Some lines in the data below hold the string "WebGlProgram". Report how many, as a bare number.

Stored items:
^^^^^^^^
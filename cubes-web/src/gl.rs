/// WebGL2 shader program and cube vertex upload
use cubes_core::geometry::FLOATS_PER_VERTEX;
use cubes_core::Mesh;
use wasm_bindgen::JsValue;
use web_sys::{
    WebGl2RenderingContext as GL, WebGlBuffer, WebGlProgram, WebGlShader, WebGlUniformLocation,
    WebGlVertexArrayObject,
};

const VERTEX_SHADER: &str = r#"#version 300 es
in vec3 a_position;
in vec3 a_normal;

uniform mat4 u_model;
uniform mat4 u_view_projection;

out vec3 v_normal;
out vec3 v_world;

void main() {
    vec4 world = u_model * vec4(a_position, 1.0);
    v_world = world.xyz;
    // Model matrices carry rotation and translation only
    v_normal = mat3(u_model) * a_normal;
    gl_Position = u_view_projection * world;
}
"#;

const FRAGMENT_SHADER: &str = r#"#version 300 es
precision highp float;

in vec3 v_normal;
in vec3 v_world;

uniform vec3 u_color;
uniform vec3 u_specular;
uniform float u_shininess;
uniform vec3 u_light_color;
uniform vec3 u_light_dir;
uniform vec3 u_eye;

out vec4 out_color;

void main() {
    vec3 n = normalize(v_normal);
    float n_dot_l = dot(n, u_light_dir);
    vec3 color = vec3(0.0);
    if (n_dot_l > 0.0) {
        vec3 h = normalize(u_light_dir + normalize(u_eye - v_world));
        float highlight = pow(max(dot(n, h), 0.0), u_shininess);
        color = (u_color * n_dot_l + u_specular * highlight) * u_light_color;
    }
    out_color = vec4(color, 1.0);
}
"#;

fn compile_shader(gl: &GL, kind: u32, source: &str) -> Result<WebGlShader, JsValue> {
    let shader = gl
        .create_shader(kind)
        .ok_or("unable to create shader object")?;
    gl.shader_source(&shader, source);
    gl.compile_shader(&shader);

    if gl
        .get_shader_parameter(&shader, GL::COMPILE_STATUS)
        .as_bool()
        .unwrap_or(false)
    {
        Ok(shader)
    } else {
        let log = gl.get_shader_info_log(&shader).unwrap_or_default();
        gl.delete_shader(Some(&shader));
        Err(JsValue::from_str(&format!("shader compile failed: {log}")))
    }
}

fn link_program(
    gl: &GL,
    vertex: &WebGlShader,
    fragment: &WebGlShader,
) -> Result<WebGlProgram, JsValue> {
    let program = gl.create_program().ok_or("unable to create program")?;
    gl.attach_shader(&program, vertex);
    gl.attach_shader(&program, fragment);
    gl.link_program(&program);

    if gl
        .get_program_parameter(&program, GL::LINK_STATUS)
        .as_bool()
        .unwrap_or(false)
    {
        Ok(program)
    } else {
        let log = gl.get_program_info_log(&program).unwrap_or_default();
        gl.delete_program(Some(&program));
        Err(JsValue::from_str(&format!("program link failed: {log}")))
    }
}

/// Uniform locations of the Phong program
pub struct Uniforms {
    pub model: WebGlUniformLocation,
    pub view_projection: WebGlUniformLocation,
    pub color: WebGlUniformLocation,
    pub specular: WebGlUniformLocation,
    pub shininess: WebGlUniformLocation,
    pub light_color: WebGlUniformLocation,
    pub light_dir: WebGlUniformLocation,
    pub eye: WebGlUniformLocation,
}

fn uniform(gl: &GL, program: &WebGlProgram, name: &str) -> Result<WebGlUniformLocation, JsValue> {
    gl.get_uniform_location(program, name)
        .ok_or_else(|| JsValue::from_str(&format!("missing uniform {name}")))
}

/// Phong shader program plus the uploaded box mesh
pub struct CubeProgram {
    pub program: WebGlProgram,
    pub uniforms: Uniforms,
    pub vao: WebGlVertexArrayObject,
    _vertices: WebGlBuffer,
    pub vertex_count: i32,
}

impl CubeProgram {
    pub fn new(gl: &GL, mesh: &Mesh) -> Result<Self, JsValue> {
        let vertex = compile_shader(gl, GL::VERTEX_SHADER, VERTEX_SHADER)?;
        let fragment = compile_shader(gl, GL::FRAGMENT_SHADER, FRAGMENT_SHADER)?;
        let program = link_program(gl, &vertex, &fragment)?;
        // Linked programs keep their own copy of the shader code
        gl.delete_shader(Some(&vertex));
        gl.delete_shader(Some(&fragment));

        let uniforms = Uniforms {
            model: uniform(gl, &program, "u_model")?,
            view_projection: uniform(gl, &program, "u_view_projection")?,
            color: uniform(gl, &program, "u_color")?,
            specular: uniform(gl, &program, "u_specular")?,
            shininess: uniform(gl, &program, "u_shininess")?,
            light_color: uniform(gl, &program, "u_light_color")?,
            light_dir: uniform(gl, &program, "u_light_dir")?,
            eye: uniform(gl, &program, "u_eye")?,
        };

        let vao = gl
            .create_vertex_array()
            .ok_or("unable to create vertex array")?;
        gl.bind_vertex_array(Some(&vao));

        let vertices = gl.create_buffer().ok_or("unable to create buffer")?;
        gl.bind_buffer(GL::ARRAY_BUFFER, Some(&vertices));
        let data = js_sys::Float32Array::from(mesh.interleaved().as_slice());
        gl.buffer_data_with_array_buffer_view(GL::ARRAY_BUFFER, &data, GL::STATIC_DRAW);

        let stride = (FLOATS_PER_VERTEX * std::mem::size_of::<f32>()) as i32;
        let normal_offset = 3 * std::mem::size_of::<f32>() as i32;
        for (name, offset) in [("a_position", 0), ("a_normal", normal_offset)] {
            let location = gl.get_attrib_location(&program, name);
            if location < 0 {
                return Err(JsValue::from_str(&format!("missing attribute {name}")));
            }
            gl.enable_vertex_attrib_array(location as u32);
            gl.vertex_attrib_pointer_with_i32(location as u32, 3, GL::FLOAT, false, stride, offset);
        }
        gl.bind_vertex_array(None);

        Ok(Self {
            program,
            uniforms,
            vao,
            _vertices: vertices,
            vertex_count: mesh.vertex_count() as i32,
        })
    }
}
^^^^^^^^
## Task output
4